During this stage of the process that the mediator outlines the issues that she sees based on the information presented by the parties during the “Storytelling” phase. By hearing each party’s side to the story, the mediator is able to narrow that information down to what appears to be the underlying issues surrounding those particular circumstances. More often than not, the issues that caused the parties to have conflict with one another are much deeper than the actual incident that sent them to mediation in the first place. For example, a fight between two teenage girls is often much more than just two girls who wanted to start beating on each other. By uncovering these issues, the parties can focus on solutions to address and hopefully alleviate underlying problems.

Step 4 - Brainstorming


The parties, with some guidance from the mediator, brainstorm as many possible solutions as they can to address the underlying issues that were outlined in the previous phase.

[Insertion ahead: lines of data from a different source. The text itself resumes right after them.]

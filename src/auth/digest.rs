//! SHA-1 content hashing and the 60-column base64 block encoding used by X-Ops headers.

// crates.io
use base64::{Engine, engine::general_purpose::STANDARD};
use sha1::{Digest, Sha1};

/// Width of each base64 block line.
pub const BLOCK_WIDTH: usize = 60;

/// Base64-encodes `content` and splits the text into consecutive [`BLOCK_WIDTH`]-character
/// lines; the final line may be shorter.
pub fn block_encode(content: &[u8]) -> Vec<String> {
	let encoded = STANDARD.encode(content);

	(0..encoded.len())
		.step_by(BLOCK_WIDTH)
		.map(|start| encoded[start..(start + BLOCK_WIDTH).min(encoded.len())].to_owned())
		.collect()
}

/// Hashes `content` with SHA-1 and block-encodes the digest.
///
/// Always yields at least one line, including for empty input.
pub fn digest_blocks(content: &[u8]) -> Vec<String> {
	block_encode(&Sha1::digest(content))
}

/// [`digest_blocks`] joined with `\n`.
pub fn hash_and_join(content: &[u8]) -> String {
	digest_blocks(content).join("\n")
}
//! reqwest dispatcher that signs every Chef server request with its connection context.
//!
//! Parameters travel form-encoded and sorted by key. For `GET` the encoded form becomes the
//! query string and the signed body is empty; every other method sends the form as the
//! request body and signs exactly those bytes. The signed path is always the URL path, so the
//! query never feeds the signature.

// crates.io
use reqwest::{
	Method, Request as ReqwestRequest, Response as ReqwestResponse,
	header::{CONTENT_TYPE, HeaderValue},
};
use url::form_urlencoded::Serializer;
// self
use crate::{
	_prelude::*,
	connection::ConnectionContext,
	error::{ConfigError, TransportError},
	ext::{ReqwestHeaderSigner, RequestSignerExt},
	obs::{self, Operation, OperationOutcome, OperationSpan},
};

const FORM_CONTENT_TYPE: &str = "application/x-www-form-urlencoded";

/// Chef server client pairing a shared [`ConnectionContext`] with a [`ReqwestClient`].
///
/// Cloning is cheap; clones share the context and the underlying connection pool.
#[derive(Clone, Debug)]
pub struct ChefClient {
	context: Arc<ConnectionContext>,
	http: ReqwestClient,
	signer: ReqwestHeaderSigner,
}
impl ChefClient {
	/// Builds a client whose TLS verification follows
	/// [`ConnectionContext::tls_skip_verify`].
	pub fn new(context: impl Into<Arc<ConnectionContext>>) -> Result<Self> {
		let context = context.into();
		let http = ReqwestClient::builder()
			.danger_accept_invalid_certs(context.tls_skip_verify)
			.build()
			.map_err(ConfigError::http_client_build)?;

		Ok(Self::with_client(context, http))
	}

	/// Wraps an existing reqwest [`ReqwestClient`]; its TLS policy is used as-is.
	pub fn with_client(context: impl Into<Arc<ConnectionContext>>, http: ReqwestClient) -> Self {
		Self { context: context.into(), http, signer: ReqwestHeaderSigner }
	}

	/// Connection context shared by every request.
	pub fn context(&self) -> &ConnectionContext {
		&self.context
	}

	/// Builds a signed request for `endpoint` relative to the context's base URL.
	pub fn generate_request(
		&self,
		method: Method,
		endpoint: &str,
		params: &BTreeMap<String, String>,
	) -> Result<ReqwestRequest> {
		let mut url = self.context.request_url(endpoint)?;
		let form = encode_form(params);
		let body = if method == Method::GET { "" } else { form.as_str() };
		let headers = self.context.headers(method.as_str(), url.path(), body)?;

		if method == Method::GET && !params.is_empty() {
			url.query_pairs_mut().extend_pairs(params);
		}

		let send_body = method != Method::GET && !form.is_empty();
		let mut request = ReqwestRequest::new(method, url);

		if send_body {
			request.headers_mut().insert(CONTENT_TYPE, HeaderValue::from_static(FORM_CONTENT_TYPE));
			*request.body_mut() = Some(form.into());
		}

		self.signer.attach_headers(request, &headers)
	}

	/// Sends a signed `GET` for `endpoint`.
	pub async fn get(&self, endpoint: &str) -> Result<ReqwestResponse> {
		self.send(Method::GET, endpoint, &BTreeMap::new()).await
	}

	/// Sends a signed `GET` with `params` as the query string.
	pub async fn get_with_params(
		&self,
		endpoint: &str,
		params: &BTreeMap<String, String>,
	) -> Result<ReqwestResponse> {
		self.send(Method::GET, endpoint, params).await
	}

	/// Sends a signed `POST` with `params` as the form body.
	pub async fn post(
		&self,
		endpoint: &str,
		params: &BTreeMap<String, String>,
	) -> Result<ReqwestResponse> {
		self.send(Method::POST, endpoint, params).await
	}

	/// Sends a signed `PUT` with `params` as the form body.
	pub async fn put(
		&self,
		endpoint: &str,
		params: &BTreeMap<String, String>,
	) -> Result<ReqwestResponse> {
		self.send(Method::PUT, endpoint, params).await
	}

	/// Sends a signed `DELETE` with `params` as the form body.
	pub async fn delete(
		&self,
		endpoint: &str,
		params: &BTreeMap<String, String>,
	) -> Result<ReqwestResponse> {
		self.send(Method::DELETE, endpoint, params).await
	}

	/// Dispatches an already-built request. Any HTTP status counts as success here; use
	/// [`response_body`] to enforce a 2xx answer.
	pub async fn execute(&self, request: ReqwestRequest) -> Result<ReqwestResponse> {
		const OPERATION: Operation = Operation::Request;

		let span = OperationSpan::new(OPERATION, "execute");

		obs::record_outcome(OPERATION, OperationOutcome::Attempt);

		let result = span
			.instrument(self.http.execute(request))
			.await
			.map_err(|e| Error::from(TransportError::from(e)));

		if result.is_err() {
			obs::trace_event(OPERATION, "request dispatch failed");
		}

		obs::record_outcome(OPERATION, OperationOutcome::of(&result));

		result
	}

	async fn send(
		&self,
		method: Method,
		endpoint: &str,
		params: &BTreeMap<String, String>,
	) -> Result<ReqwestResponse> {
		let request = self.generate_request(method, endpoint, params)?;

		self.execute(request).await
	}
}

/// Reads the full body of a 2xx response; any other status becomes [`Error::HttpStatus`].
pub async fn response_body(response: ReqwestResponse) -> Result<Vec<u8>> {
	let status = response.status();

	if !status.is_success() {
		return Err(Error::HttpStatus {
			status: status.as_u16(),
			text: status.canonical_reason().unwrap_or(status.as_str()).to_owned(),
		});
	}

	let bytes = response.bytes().await.map_err(TransportError::from)?;

	Ok(bytes.to_vec())
}

// `BTreeMap` iteration keeps the pairs sorted by key.
fn encode_form(params: &BTreeMap<String, String>) -> String {
	Serializer::new(String::new()).extend_pairs(params).finish()
}

#[cfg(test)]
mod tests {
	// self
	use super::*;
	use crate::{
		_preludet::*,
		auth::{HEADER_CONTENT_HASH, hash_and_join},
	};

	fn client() -> ChefClient {
		ChefClient::new(test_context("https://chef.example.com/organizations/test"))
			.expect("Client should build.")
	}

	fn params(pairs: &[(&str, &str)]) -> BTreeMap<String, String> {
		pairs.iter().map(|(k, v)| ((*k).to_owned(), (*v).to_owned())).collect()
	}

	fn header<'a>(request: &'a ReqwestRequest, name: &str) -> Option<&'a str> {
		request.headers().get(name).and_then(|value| value.to_str().ok())
	}

	#[test]
	fn form_encoding_sorts_keys_and_escapes_values() {
		assert_eq!(encode_form(&params(&[("z", "1"), ("a", "b c&d")])), "a=b+c%26d&z=1");
		assert_eq!(encode_form(&BTreeMap::new()), "");
	}

	#[test]
	fn get_params_go_to_the_query_after_signing() {
		let request = client()
			.generate_request(Method::GET, "nodes", &params(&[("rows", "5"), ("q", "name:*")]))
			.expect("Request should build.");
		let expected = client()
			.context()
			.headers("GET", "/organizations/test/nodes", "")
			.expect("Headers should sign.");

		assert_eq!(request.url().path(), "/organizations/test/nodes");
		assert_eq!(request.url().query(), Some("q=name%3A*&rows=5"));
		assert!(request.body().is_none());
		assert_eq!(header(&request, HEADER_CONTENT_HASH), Some(hash_and_join(b"").as_str()));

		for (name, value) in &expected {
			assert_eq!(header(&request, name), Some(value.as_str()));
		}
	}

	#[test]
	fn non_get_params_are_signed_and_sent_as_the_body() {
		let request = client()
			.generate_request(Method::POST, "/roles", &params(&[("name", "web")]))
			.expect("Request should build.");

		assert_eq!(request.url().query(), None);
		assert_eq!(
			request.body().and_then(|body| body.as_bytes()),
			Some(&b"name=web"[..])
		);
		assert_eq!(header(&request, "content-type"), Some(FORM_CONTENT_TYPE));
		assert_eq!(
			header(&request, HEADER_CONTENT_HASH),
			Some(hash_and_join(b"name=web").as_str())
		);
	}

	#[test]
	fn bodiless_deletes_sign_an_empty_body() {
		let request = client()
			.generate_request(Method::DELETE, "nodes/web01", &BTreeMap::new())
			.expect("Request should build.");

		assert!(request.body().is_none());
		assert!(request.headers().get("content-type").is_none());
		assert_eq!(header(&request, HEADER_CONTENT_HASH), Some(hash_and_join(b"").as_str()));
	}
}
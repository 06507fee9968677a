//! Request signing contracts that merge a [`HeaderSet`] into an outbound request.

// crates.io
#[cfg(feature = "reqwest")]
use reqwest::{
	Request as ReqwestRequest,
	header::{HeaderName, HeaderValue},
};
// self
use crate::auth::HeaderSet;
#[cfg(feature = "reqwest")] use crate::{_prelude::*, error::ConfigError};

/// Describes how to attach a signed [`HeaderSet`] to an outbound request without
/// constraining the HTTP client type.
///
/// The trait is generic over both the request and error types so implementers can
/// integrate with any client builder while keeping this crate free of those dependencies.
pub trait RequestSignerExt<Request, Error>
where
	Self: Send + Sync,
{
	/// Consumes the request and returns it with every header in `headers` attached,
	/// replacing existing values of the same name.
	fn attach_headers(&self, request: Request, headers: &HeaderSet) -> Result<Request, Error>;
}

/// [`RequestSignerExt`] for [`reqwest::Request`].
#[cfg(feature = "reqwest")]
#[derive(Clone, Copy, Debug, Default)]
pub struct ReqwestHeaderSigner;
#[cfg(feature = "reqwest")]
impl RequestSignerExt<ReqwestRequest, Error> for ReqwestHeaderSigner {
	fn attach_headers(
		&self,
		mut request: ReqwestRequest,
		headers: &HeaderSet,
	) -> Result<ReqwestRequest> {
		let target = request.headers_mut();

		for (name, value) in headers {
			let header_name = HeaderName::from_bytes(name.as_bytes())
				.map_err(|e| ConfigError::invalid_header(name, e))?;
			let header_value =
				HeaderValue::from_str(value).map_err(|e| ConfigError::invalid_header(name, e))?;

			target.insert(header_name, header_value);
		}

		Ok(request)
	}
}
// std
use std::{collections::BTreeMap, sync::Arc};
// crates.io
use httpmock::prelude::*;
// self
use chef_api::{
	auth::{FixedClock, HeaderSet},
	connection::ConnectionContext,
	error::{Error, TransportError},
	http::{ChefClient, response_body},
};

const KEY_PEM: &str = include_str!("fixtures/client.pem");
const TIMESTAMP: &str = "2024-01-02T15:04:05Z";

fn context(server: &MockServer) -> ConnectionContext {
	let clock = FixedClock::parse(TIMESTAMP).expect("Timestamp fixture should parse.");

	ConnectionContext::connect_url(
		&server.url("/organizations/test"),
		"12.0.0",
		"tester",
		KEY_PEM,
	)
	.expect("Mock server context should build.")
	.with_clock(Arc::new(clock))
}

fn expected_headers(ctx: &ConnectionContext, method: &str, path: &str, body: &str) -> HeaderSet {
	ctx.headers(method, path, body).expect("Expected headers should sign.")
}

fn params(pairs: &[(&str, &str)]) -> BTreeMap<String, String> {
	pairs.iter().map(|(k, v)| ((*k).to_owned(), (*v).to_owned())).collect()
}

#[tokio::test]
async fn get_carries_every_signed_header() {
	let server = MockServer::start_async().await;
	let ctx = context(&server);
	let expected = expected_headers(&ctx, "GET", "/organizations/test/nodes", "");
	let mock = server
		.mock_async(|when, then| {
			let mut when = when.method(GET).path("/organizations/test/nodes");

			for (name, value) in &expected {
				when = when.header(name.to_ascii_lowercase(), value.clone());
			}

			then.status(200).header("content-type", "application/json").body("{\"web01\":\"\"}");
		})
		.await;
	let client = ChefClient::new(ctx).expect("Client should build.");
	let response = client.get("nodes").await.expect("GET should dispatch.");
	let body = response_body(response).await.expect("2xx body should be returned.");

	mock.assert_async().await;

	assert_eq!(body, b"{\"web01\":\"\"}");
}

#[tokio::test]
async fn get_params_travel_in_the_query() {
	let server = MockServer::start_async().await;
	let ctx = context(&server);
	let content_hash = expected_headers(&ctx, "GET", "/organizations/test/search/node", "")
		.get("x-ops-content-hash")
		.map(ToOwned::to_owned)
		.expect("Content hash should be present.");
	let mock = server
		.mock_async(|when, then| {
			when.method(GET)
				.path("/organizations/test/search/node")
				.query_param("q", "role:web")
				.query_param("rows", "10")
				.header("x-ops-content-hash", content_hash.as_str());
			then.status(200).body("{}");
		})
		.await;
	let client = ChefClient::new(ctx).expect("Client should build.");
	let response = client
		.get_with_params("search/node", &params(&[("rows", "10"), ("q", "role:web")]))
		.await
		.expect("GET should dispatch.");

	mock.assert_async().await;

	assert!(response.status().is_success());
}

#[tokio::test]
async fn post_sends_the_signed_form_body() {
	let server = MockServer::start_async().await;
	let ctx = context(&server);
	let expected = expected_headers(&ctx, "POST", "/organizations/test/roles", "name=web&run=1");
	let mock = server
		.mock_async(|when, then| {
			when.method(POST)
				.path("/organizations/test/roles")
				.header("content-type", "application/x-www-form-urlencoded")
				.header(
					"x-ops-content-hash",
					expected.get("x-ops-content-hash").expect("Content hash should be present."),
				)
				.header("x-ops-authorization-1", expected.authorization_lines()[0])
				.body("name=web&run=1");
			then.status(201).body("{\"uri\":\"roles/web\"}");
		})
		.await;
	let client = ChefClient::new(ctx).expect("Client should build.");
	let response = client
		.post("roles", &params(&[("run", "1"), ("name", "web")]))
		.await
		.expect("POST should dispatch.");

	mock.assert_async().await;

	assert_eq!(response.status().as_u16(), 201);
}

#[tokio::test]
async fn non_success_statuses_become_http_status_errors() {
	let server = MockServer::start_async().await;
	let mock = server
		.mock_async(|when, then| {
			when.method(DELETE).path("/organizations/test/nodes/missing");
			then.status(404).body("{\"error\":[\"not found\"]}");
		})
		.await;
	let client = ChefClient::new(context(&server)).expect("Client should build.");
	let response =
		client.delete("nodes/missing", &BTreeMap::new()).await.expect("DELETE should dispatch.");
	let err = response_body(response).await.expect_err("404 should surface as an error.");

	mock.assert_async().await;

	assert!(matches!(err, Error::HttpStatus { status: 404, ref text } if text == "Not Found"));
}

#[tokio::test]
async fn put_reaches_the_server_with_skip_verify_clients() {
	let server = MockServer::start_async().await;
	let mock = server
		.mock_async(|when, then| {
			when.method(PUT).path("/organizations/test/nodes/web01").body("env=prod");
			then.status(200).body("{}");
		})
		.await;
	let client = ChefClient::new(context(&server).with_tls_skip_verify(true))
		.expect("Client should build.");
	let response = client
		.put("/nodes/web01", &params(&[("env", "prod")]))
		.await
		.expect("PUT should dispatch.");

	mock.assert_async().await;

	assert!(client.context().tls_skip_verify);
	assert!(response_body(response).await.is_ok());
}

#[tokio::test]
async fn unreachable_servers_surface_transport_errors() {
	let ctx = ConnectionContext::connect_url("http://127.0.0.1:1", "12.0.0", "tester", KEY_PEM)
		.expect("Context should build.");
	let client = ChefClient::new(ctx).expect("Client should build.");
	let err = client.get("nodes").await.expect_err("Closed port should fail.");

	assert!(matches!(err, Error::Transport(TransportError::Network { .. })));
}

It is important to put all ideas on the table in order to generate as many solutions as possible. This phase helps to show why the previous "Issue Identification" phase was so important. By focusing on the underlying issues, the parties are able to focus on specific solutions that will help them remedy the problems that brought them to mediation in the first place.

Next, let’s take a look at Step 5 and 6 in the mediation process.


Steps 5 and 6

Step 5 - Resolution


The mediator helps the parties determine what the most realistic alternatives will be in order to resolve the issues. It is here that the mediator directs the parties to consider all of the possible solutions they generated during the "Brainstorming" phase. By examining these solutions, the parties can then determine the specific solutions that will work best for them. The parties know themselves better than a third-party neutral, so it makes the most sense that they should be the ones who come up with a plan to assist in fixing the problem that warranted mediation in the first place.

Step 6 - Conclusion


During this portion of the process, the mediator takes the solutions that the parties agreed upon and memorializes them into a Mediation Agreement. The Mediation Agreement is the document that is essentially generated by the parties after the mediation process has been facilitated. The Mediation Agreement will be signed and dated by all parties to the mediation. Each party will get a copy of the Mediation Agreement, so they will be able to clearly see and remember the solutions that they generated. Once the Mediation Agreement has been drafted and signed, the mediator will often thank the parties for their cooperation, and congratulate them on a job well-done.

Finally, let’s take look at some main points to remember from this article.


Conclusion

In this article, we’ve learned that mediation is a form of alternative dispute resolution where the parties are in control of the outcome. It is a voluntary process that is facilitated by a mediator, or a third-party neutral who is appointed by the court to help resolve the issues that put the parties in this position in the first place.

We’ve learned that the main reason that mediation is used in cases is because it allows the parties to constructively voice their opinions, needs, and concerns, and promotes calm, rational thinking. It is through this process that the parties are able to come to an agreement that is created by them and them alone. In other words, mediation empowers the affected parties to use critical thinking skills to generate a solution that is acceptable to everyone.